O campo puro deriva em grande parte da incapacidade do seu criador de discernir entre o bom, o ruim e o que é tão ruim que é bom. Onde Mariah Carey se encaixa nesse espectro sempre foi tão difícil de definir porque ela parece ao mesmo tempo alheia à realidade e conscientemente desafiadora de seu lugar nela. Como Michael Jackson antes dela, Mariah parece cada vez mais empenhada em perpetuar a percepção de si mesma como uma artista em desenvolvimento interrompido, muitas vezes desconfortavelmente justapondo essa noção a imagens hipersexuais e um senso mercurial de autoconsciência. Esta dissonância cognitiva tornou-a simultaneamente fascinante e frustrante para aqueles que apreciam os seus talentos superficialmente e aqueles que se dignam a cavar mais fundo.
O 13º álbum de estúdio de Mariah, Caution, encontra o cantora abraçando totalmente e sem remorso essas contradições. Ela tem vislumbres de excentricidade em seu trabalho desde 1997, mas a implantação de gírias, acrônimos e até mesmo hashtags em suas letras e títulos de músicas só se intensificou nos últimos anos. O que parece ser uma tentativa transparente de manter a relevância, se não pelo fato de que tudo rola de sua língua com a mesma facilidade com que as palavras multisilábicas de 10 dólares e a terceira pessoa do singular salpicam músicas como “One Mo ‘Gen” e “8th Grade”.
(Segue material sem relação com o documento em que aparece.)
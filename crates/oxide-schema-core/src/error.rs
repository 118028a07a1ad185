//! Error types for model validation.

/// A schema model that violates a structural invariant.
///
/// Raised when a snapshot is validated, before any comparison runs. The
/// comparator itself never fails.
#[derive(Debug, Clone, PartialEq, Eq, thiserror::Error)]
pub enum ModelError {
    /// Two tables share a name.
    #[error("Duplicate table '{table}'")]
    DuplicateTable {
        /// The duplicated table name.
        table: String,
    },

    /// Two columns of one table share a name.
    #[error("Duplicate column '{column}' in table '{table}'")]
    DuplicateColumn {
        /// Owning table.
        table: String,
        /// The duplicated column name.
        column: String,
    },

    /// A primary key column allows NULL.
    #[error("Primary key column '{column}' in table '{table}' must be required")]
    NullablePrimaryKey {
        /// Owning table.
        table: String,
        /// The offending column.
        column: String,
    },

    /// Two indexes of one table share a name.
    #[error("Duplicate index '{index}' in table '{table}'")]
    DuplicateIndex {
        /// Owning table.
        table: String,
        /// The duplicated index name.
        index: String,
    },

    /// An index lists no columns.
    #[error("Index '{index}' in table '{table}' has no columns")]
    EmptyIndex {
        /// Owning table.
        table: String,
        /// Index name or column list.
        index: String,
    },

    /// An index refers to a column the table does not have.
    #[error("Index '{index}' in table '{table}' refers to unknown column '{column}'")]
    UnknownIndexColumn {
        /// Owning table.
        table: String,
        /// Index name or column list.
        index: String,
        /// The missing column.
        column: String,
    },

    /// A foreign key has no column pairs.
    #[error("Foreign key '{foreign_key}' in table '{table}' has no references")]
    EmptyForeignKey {
        /// Owning table.
        table: String,
        /// Foreign key name or description.
        foreign_key: String,
    },

    /// A foreign key refers to a local column the table does not have.
    #[error(
        "Foreign key '{foreign_key}' in table '{table}' refers to unknown local column '{column}'"
    )]
    UnknownForeignKeyColumn {
        /// Owning table.
        table: String,
        /// Foreign key name or description.
        foreign_key: String,
        /// The missing column.
        column: String,
    },

    /// Two foreign keys of one table share a name.
    #[error("Duplicate foreign key '{foreign_key}' in table '{table}'")]
    DuplicateForeignKey {
        /// Owning table.
        table: String,
        /// The duplicated foreign key name.
        foreign_key: String,
    },

    /// Two foreign keys of one table have identical column pairs and
    /// referenced table, so matching them across models is ambiguous.
    #[error(
        "Foreign keys '{first}' and '{second}' in table '{table}' reference the same columns"
    )]
    AmbiguousForeignKey {
        /// Owning table.
        table: String,
        /// First foreign key name or description.
        first: String,
        /// Second foreign key name or description.
        second: String,
    },
}

impl ModelError {
    /// Name of the table the error was found in.
    #[must_use]
    pub fn table(&self) -> &str {
        match self {
            Self::DuplicateTable { table }
            | Self::DuplicateColumn { table, .. }
            | Self::NullablePrimaryKey { table, .. }
            | Self::DuplicateIndex { table, .. }
            | Self::EmptyIndex { table, .. }
            | Self::UnknownIndexColumn { table, .. }
            | Self::EmptyForeignKey { table, .. }
            | Self::UnknownForeignKeyColumn { table, .. }
            | Self::DuplicateForeignKey { table, .. }
            | Self::AmbiguousForeignKey { table, .. } => table,
        }
    }
}

/// Result type for model validation and planning.
pub type Result<T> = std::result::Result<T, ModelError>;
“Talvez as letras sejam muito pesadas”, Mariah reflete sobre a última faixa. Ela descreveu a música de abertura do álbum, “GTFO”, como “alegre”, e, de fato, ela possui algo escondido sob a entrega despreocupada de Mariah, no entanto, esconde um peso que talvez seja informado pelo material fonte da canção apocalíptica: “You left me lost and disenchanted. Bulldozed my heart as if you planned it”, lamenta ela antes virar uma garrafa inteira de vinho tinto californiano.
Esta não é a primeira vez que Mariah afoga suas mágoas na música, mas uma corrente de tristeza é aparente mesmo quando ela supostamente mantém as coisas boiando. Ela é “assombrada” e “dessensibilizada” na faixa final do álbum, “Portrait”, um confessionário que toca como uma sequência de “Close My Eyes”, de Butterfly, embora não tenha a sofisticação da balada ou de “Looking In” de seu álbum anterior, Daydream. Seu cinturão no final da música também carece da clareza e do tom de seus vocais de pico, embora ela improvise em voz cheia como se estivesse em 1997 na faixa-título que de outra forma seria despretensiosa.
Como a habilidade vocal ginástica de Mariah começou a diminuir no final dos anos 90, foi substituída por uma habilidade igualmente notável: fraseado lírico aeróbico. Mariah desenvolveu um ouvido de rapper tanto para o ritmo quanto para a mensagem, e referências rápidas como Marilyn Monroe, Edward Scissorhands e até seu advogado se acumulam ao final de cada verso de músicas como “A No No”. Suas palavras sangraram igualmente em um borrão inebriante em “One Mo Gen”: “I’m gon’ need a ride home now sooner or later. Must I reiterate, can we pick up the pace?”
Apoiada por uma batida atual, a faixa intitulado de “The Distance” possui um gancho que calibra perfeitamente a propensão de que a Mariah está apta a cantar mais sussurrado. A melhor faixa do álbum no entanto é “Giving Me Love”, é uma balada de seis minutos que recupera a tensão erótica de “The Roof”, uma faixa de seu álbum Butterfly de 1997. Produzida por Dev Hynes, a faixa combina com o timbre grave da cantora e com o riff de guitarra elétrica, uma linha de sintetizador inspirada no clássico de “Kool & the Gang”, “Summer Madness”,
e – porque não? – e também com o sample do filme Trading Places estrelado por Dan Aykroyd e Eddie Murphy.
Com apenas 10 faixas, o Caution é o mais mais enxuto da Mariah em 25 anos. Com exceção de “With You”, que parece uma faixa descartada do álbum E=MC2, as baladas de R&B adultas com o estilo contemporâneo que lançaram (e relançaram) a sua carreira foram substituídas aqui por texturas e ritmos mais dançantes. Caution parece o álbum que a Mariah quis fazer a vida inteira: um álbum que ela se joga literalmente de cabeça ao vento e se vê abraçando um estranho. E, ironicamente, é o álbum que a fez voltá-la para Sony Music, a gravadora que a limitou no passado.